Why is this historic deal of Rs 7175 crore special?
This energy company of Inox Group has spent approximately $ 750 million (about Rs 7175 crore) and purchased the manufacturing unit of ‘Boviet Solar’ located in Greenville, North Carolina, USA. Solar modules and cells are mainly made in these factories. The total generation capacity of the acquired assets is 6 GW. Bovet Solar was originally owned by Ningbo Bove Alloy, a Chinese company listed on the Shanghai Stock Exchange. Ningbo is the same company that supplies alloy to famous electric vehicle manufacturing companies like BYD. Disinvestment talks were going on for the last two months for this big deal. JP Morgan played the role of advisor in this sale process. Now this entire property will come under the control of the Indian company through ‘Inox Solar America LLC’.

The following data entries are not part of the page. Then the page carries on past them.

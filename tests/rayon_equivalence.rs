#![cfg(feature = "rayon")]

use frankenpatch::{
    run_grid, FrankenConfig, FrankenTensor, Grid, GridPos, NeighborGrouping, View,
};
use std::collections::BTreeMap;
use std::sync::Mutex;

fn make_view(width: usize, height: usize, seed: usize) -> View {
    let planes: Vec<Vec<u8>> = (0..3)
        .map(|c| {
            let mut data = Vec::with_capacity(width * height);
            for y in 0..height {
                for x in 0..width {
                    let value = ((x * 13 + seed) ^ (y * 7) ^ (x * y + c * 29)) & 0xFF;
                    data.push(value as u8);
                }
            }
            data
        })
        .collect();
    View::from_planes(planes, width, height).unwrap()
}

fn run_collect(grid: &Grid, cfg: &FrankenConfig) -> BTreeMap<GridPos, FrankenTensor> {
    let out = Mutex::new(BTreeMap::new());
    let summary = run_grid(grid, cfg, |pos, tensor| {
        out.lock().unwrap().insert(pos, tensor);
        Ok(())
    })
    .unwrap();
    assert_eq!(summary.views, grid.rows() * grid.cols());
    out.into_inner().unwrap()
}

#[test]
fn parallel_matches_sequential() {
    let views = (0..12).map(|i| make_view(37, 29, i * 3)).collect();
    let grid = Grid::new(3, 4, views).unwrap();

    for grouping in [NeighborGrouping::Directional, NeighborGrouping::Axis] {
        let base = FrankenConfig {
            tile_size: 8,
            neighbors: 3,
            stride: 2,
            roi: 3,
            grouping,
            ..FrankenConfig::default()
        };
        let seq = run_collect(
            &grid,
            &FrankenConfig {
                parallel: false,
                ..base.clone()
            },
        );
        let par = run_collect(
            &grid,
            &FrankenConfig {
                parallel: true,
                threads: Some(3),
                ..base
            },
        );
        assert_eq!(seq, par);
    }
}
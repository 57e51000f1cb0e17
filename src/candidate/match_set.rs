//! Bounded, ascending-sorted top-K container for match candidates.
//!
//! The set fills by appending until it reaches capacity, then sorts once.
//! After that, each improving insert evicts the worst entry and places the
//! new one by binary search, costing O(log K) comparisons plus an O(K) shift.
//! K is expected to be small, so this beats a heap while keeping the exact
//! ascending order the output layout needs.

/// Score paired with the item it was measured for.
#[derive(Clone, Copy, Debug, PartialEq, Eq)]
pub struct Scored<T> {
    /// Dissimilarity score; lower is better.
    pub score: u64,
    /// Payload (typically a patch reference).
    pub item: T,
}

/// Fixed-capacity set of the lowest-scoring items seen so far.
#[derive(Clone, Debug)]
pub struct MatchSet<T> {
    capacity: usize,
    items: Vec<Scored<T>>,
    sorted: bool,
}

impl<T> MatchSet<T> {
    /// Creates an empty set holding at most `capacity` items.
    pub fn new(capacity: usize) -> Self {
        Self {
            capacity,
            items: Vec::with_capacity(capacity),
            sorted: true,
        }
    }

    /// Returns the maximum number of retained items.
    pub fn capacity(&self) -> usize {
        self.capacity
    }

    /// Returns the number of retained items.
    pub fn len(&self) -> usize {
        self.items.len()
    }

    /// Returns `true` if nothing has been retained.
    pub fn is_empty(&self) -> bool {
        self.items.is_empty()
    }

    /// Returns `true` once the set holds `capacity` items.
    pub fn is_full(&self) -> bool {
        self.items.len() == self.capacity
    }

    /// Returns `true` if the contents are currently in ascending score order.
    ///
    /// A partially filled set is provisionally unsorted until it fills up or
    /// is finalized with [`MatchSet::into_sorted`].
    pub fn is_sorted(&self) -> bool {
        self.sorted
    }

    /// Returns the worst retained score once the set is full.
    pub fn worst_score(&self) -> Option<u64> {
        if self.is_full() {
            self.items.last().map(|entry| entry.score)
        } else {
            None
        }
    }

    /// Offers `(score, item)` to the set. Returns `true` if it was retained.
    pub fn insert(&mut self, score: u64, item: T) -> bool {
        if self.capacity == 0 {
            return false;
        }

        if self.items.len() < self.capacity {
            self.items.push(Scored { score, item });
            self.sorted = self.items.len() == 1;
            if self.items.len() == self.capacity {
                self.items.sort_by_key(|entry| entry.score);
                self.sorted = true;
            }
            return true;
        }

        let worst = match self.items.last() {
            Some(entry) => entry.score,
            None => return false,
        };
        if score >= worst {
            return false;
        }

        self.items.pop();
        let idx = self.items.partition_point(|entry| entry.score < score);
        self.items.insert(idx, Scored { score, item });
        true
    }

    /// Returns the retained entries in their current order.
    pub fn as_slice(&self) -> &[Scored<T>] {
        &self.items
    }

    /// Consumes the set and returns its entries sorted by ascending score.
    pub fn into_sorted(mut self) -> Vec<Scored<T>> {
        if !self.sorted {
            self.items.sort_by_key(|entry| entry.score);
        }
        self.items
    }
}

Inox keeps a close eye on the American market
Why did Inox make such a big investment in America? It is important to understand the economics behind this. At present the demand for electricity in America is increasing rapidly. There is a huge expansion of Artificial Intelligence (AI), huge data centers are being built at many places. All these structural and technological changes require large amounts of clean energy. Devansh Jain, Executive Director of Inox GFL, believes that this is the most opportune time to capitalize on this increasing demand for energy in America. This step is an important part of the company’s “Make in America, for America” strategy. With this deal, Inox will get the direct benefit of the US Government’s scheme to promote domestic manufacturing (Section 45X). This will increase the company’s profits, and due to local production, uncertainties related to foreign policies will also be eliminated.
China’s compulsion became India’s big success
In fact, during the Trump administration, the rules related to foreign entities in America were made very strict. China’s renewable energy companies have been blacklisted by the Foreign Entity of Concern (FEOC). Institutions from countries like Russia, Iran, North Korea are included in this list. Due to this ban, Chinese companies were not able to get any tax exemption or government help in America. It was becoming difficult to survive there without government incentives. Taking advantage of this geopolitical change, INOX took this ready platform in its name. According to Akhil Jindal, Group CFO of Inox, this acquisition will provide an excellent ecosystem for the company to earn huge profits amidst the shortage of solar cells in the market.